NRI Director, Prof. Sheryl Hendriks is co-author of an influential new report that establishes a baseline for tracking the performance of food systems across the world. The report highlights the urgent need for improvements in global food systems and potential for shared learning.
"The state of food systems worldwide in the countdown to 2030", published today by The Food Systems Countdown to 2030 Initiative (FSCI), provides the first science-based monitoring to guide decision-makers as they seek holistic transformation of the global agriculture and food systems. This transformation is urgently needed both to address the environmental impact of these systems and to mitigate the impact of climate change on them. The primary goal is to ensure universal and equitable access—especially for the most vulnerable—to healthy diets through sustainable and resilient agriculture and food systems.
The UN Food Systems Summit catalysed agriculture and food system action. The summit initially held on 23 September 2021 in New York stage for global food systems transformation to achieve the Sustainable Development Goals (SDGs) by 2030. However, policymakers often lack the data required to drive critical decisions. The FSCI is filling this critical gap. The initiative has identified an indicator framework composed of 50 indicators that monitor agriculture and food systems at a global level, using existing data to enable immediate action. Repurposing existing data, rather than conducting time-consuming new research, means policymakers have quick access to relevant information.
Agriculture and food systems are central to meeting all 17 SDGs, yet the SDGs are insufficient to monitor these systems. Following this first global baseline, the FSCI will track agriculture and food systems annually until 2030, updating the framework as needed where new indicators or better data emerge.

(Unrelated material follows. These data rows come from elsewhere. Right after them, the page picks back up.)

//! Database connection and schema management.
//!
//! This module provides SQLite database connectivity with:
//! - Connection pool management
//! - WAL mode so status readers never block the download workers
//! - Automatic migration execution
//!
//! # Example
//!
//! ```no_run
//! use hashfetch_core::Database;
//! use std::path::Path;
//!
//! # async fn example() -> Result<(), Box<dyn std::error::Error>> {
//! let db = Database::new(Path::new("hashfetch.db")).await?;
//! // Hand db to a RecordStore...
//! # Ok(())
//! # }
//! ```

use std::path::Path;

use sqlx::sqlite::{SqlitePool, SqlitePoolOptions};
use thiserror::Error;
use tracing::instrument;

/// Kept low for SQLite since it uses file-level locking.
const DEFAULT_MAX_CONNECTIONS: u32 = 5;

/// Connections wait this long before returning `SQLITE_BUSY`.
const BUSY_TIMEOUT_MS: u32 = 5000;

/// Database-related errors.
#[derive(Error, Debug)]
pub enum DbError {
    /// Failed to connect to the database.
    #[error("failed to connect to database: {0}")]
    Connection(#[from] sqlx::Error),

    /// Failed to run migrations.
    #[error("failed to run migrations: {0}")]
    Migration(#[from] sqlx::migrate::MigrateError),

    /// Failed to create the directory holding the database file.
    #[error("failed to create database directory '{path}': {source}")]
    Directory {
        /// Directory that could not be created
        path: String,
        /// Underlying IO error
        #[source]
        source: std::io::Error,
    },
}

/// Database connection wrapper with connection pool.
#[derive(Debug, Clone)]
pub struct Database {
    pool: SqlitePool,
}

impl Database {
    /// Opens (creating if needed) the database at `db_path`, enables WAL and
    /// runs pending migrations.
    ///
    /// # Errors
    ///
    /// Returns `DbError::Connection` if the connection fails,
    /// `DbError::Migration` if migrations fail, or `DbError::Directory` if the
    /// parent directory cannot be created.
    #[instrument(skip(db_path), fields(path = %db_path.display()))]
    pub async fn new(db_path: &Path) -> Result<Self, DbError> {
        if let Some(parent) = db_path.parent().filter(|p| !p.as_os_str().is_empty()) {
            tokio::fs::create_dir_all(parent)
                .await
                .map_err(|source| DbError::Directory {
                    path: parent.display().to_string(),
                    source,
                })?;
        }

        let db_url = format!("sqlite:{}?mode=rwc", db_path.display());

        let pool = SqlitePoolOptions::new()
            .max_connections(DEFAULT_MAX_CONNECTIONS)
            .connect(&db_url)
            .await?;

        sqlx::query("PRAGMA journal_mode=WAL")
            .execute(&pool)
            .await?;

        sqlx::query(&format!("PRAGMA busy_timeout={BUSY_TIMEOUT_MS}"))
            .execute(&pool)
            .await?;

        sqlx::migrate!("./migrations").run(&pool).await?;

        Ok(Self { pool })
    }

    /// Creates an in-memory database for testing.
    ///
    /// A single connection is used so every query sees the same memory
    /// database.
    ///
    /// # Errors
    ///
    /// Returns `DbError::Connection` if the connection fails,
    /// or `DbError::Migration` if migrations fail.
    #[instrument]
    pub async fn new_in_memory() -> Result<Self, DbError> {
        let pool = SqlitePoolOptions::new()
            .max_connections(1)
            .connect("sqlite::memory:")
            .await?;

        sqlx::migrate!("./migrations").run(&pool).await?;

        Ok(Self { pool })
    }

    /// Returns a reference to the underlying connection pool.
    #[must_use]
    pub fn pool(&self) -> &SqlitePool {
        &self.pool
    }

    /// Checks if WAL mode is enabled.
    ///
    /// # Errors
    ///
    /// Returns `DbError::Connection` if the query fails.
    #[instrument(skip(self))]
    pub async fn is_wal_enabled(&self) -> Result<bool, DbError> {
        let result: (String,) = sqlx::query_as("PRAGMA journal_mode")
            .fetch_one(&self.pool)
            .await?;

        Ok(result.0.eq_ignore_ascii_case("wal"))
    }

    /// Gracefully closes all connections in the pool.
    #[instrument(skip(self))]
    pub async fn close(self) {
        self.pool.close().await;
    }
}

#[cfg(test)]
#[allow(clippy::unwrap_used)]
mod tests {
    use super::*;

    #[tokio::test]
    async fn test_database_new_in_memory_succeeds() {
        let db = Database::new_in_memory().await;
        assert!(db.is_ok(), "Failed to create in-memory database");
    }

    #[tokio::test]
    async fn test_database_downloads_table_exists() {
        let db = Database::new_in_memory().await.unwrap();

        let result = sqlx::query(
            "INSERT INTO downloads (hash, status, queued_at, updated_at) VALUES ('abc', 'queued', 0, 0)",
        )
        .execute(db.pool())
        .await;

        assert!(result.is_ok(), "downloads table should exist after migration");
    }

    #[tokio::test]
    async fn test_database_rejects_unknown_status() {
        let db = Database::new_in_memory().await.unwrap();

        let result = sqlx::query(
            "INSERT INTO downloads (hash, status, queued_at, updated_at) VALUES ('abc', 'paused', 0, 0)",
        )
        .execute(db.pool())
        .await;

        assert!(result.is_err(), "unknown status should violate CHECK");
    }

    #[tokio::test]
    async fn test_database_rejects_delayed_without_next_retry() {
        let db = Database::new_in_memory().await.unwrap();

        let result = sqlx::query(
            "INSERT INTO downloads (hash, status, queued_at, updated_at) VALUES ('abc', 'delayed', 0, 0)",
        )
        .execute(db.pool())
        .await;

        assert!(
            result.is_err(),
            "delayed rows must carry next_retry_at"
        );
    }

    #[tokio::test]
    async fn test_database_rejects_duplicate_hash() {
        let db = Database::new_in_memory().await.unwrap();
        let insert =
            "INSERT INTO downloads (hash, status, queued_at, updated_at) VALUES ('abc', 'queued', 0, 0)";

        sqlx::query(insert).execute(db.pool()).await.unwrap();
        let second = sqlx::query(insert).execute(db.pool()).await;

        assert!(second.is_err(), "hash is the primary key");
    }

    #[tokio::test]
    async fn test_database_with_tempfile_enables_wal() {
        let temp_dir = tempfile::tempdir().unwrap();
        let db_path = temp_dir.path().join("nested").join("test.db");

        let db = Database::new(&db_path).await.unwrap();
        assert!(db.is_wal_enabled().await.unwrap());
        assert!(db_path.exists());
        db.close().await;
    }
}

Dr Lawrence Haddad, Executive Director, Global Alliance for Improved Nutrition (GAIN), said: ‘The first annual Countdown report shows that no single region has all the answers. Europe and North America do well on undernutrition but poorly on indicators of unhealthy diets. In contrast, Africa and South Asia do relatively well on some environmental indicators but poorly on indicators of livelihoods. The data show very clearly that every region has significant room for improvement.’ Lawrence is also one of the co-chairs of the FSCI.
Prof Sheryl Hendriks reiterated the importance of having a set of universal indicators to monitor food system transformation. ‘If we do not closely monitor the direction of change, we could see food system transformations heading in the wrong direction. Rapid and unchecked food system changes could erode sustainability and lead to mass-produced industrial foods that increase environmental degradation and pollution and undermine human health’.
The state of food systems worldwide in the countdown to 2030 report organises agriculture and food systems monitoring into five themes. These include diets, nutrition and health; environment, natural resources and production; livelihoods, poverty and equity; governance; and resilience. Each theme contains three-to-five indicator domains that together provide a comprehensive picture of agriculture and food systems.
Food systems and agricultural transformation are necessary for the world to meet the Paris Agreement target to limit global temperature increase to well below 2°C above pre-industrial levels. Yet despite agriculture accounting for a third of global greenhouse gas emissions, this is still an emerging conversation. Agriculture and food systems only played a small part in climate negotiations at COP27. The Emirates Declaration on Sustainable Agriculture, Resilient Food Systems, and Climate Action reached at COP28 in Dubai marks a coming of age for a sector historically neglected in the COP negotiations. The agreement saw over 150 countries commit to incorporate agriculture and food systems into their climate plans by 2025.
Jessica Fanzo, Professor of Climate and Director of the Food for Humanity Initiative, Columbia Climate School said: ‘There is a growing urgency to transform agriculture and food systems to support healthy diets in sustainable and equitable ways, and to protect the environment. Our research sets the stage for a data-driven approach to address the challenges and seize the opportunities to create a healthier, more equitable and sustainable future for all.’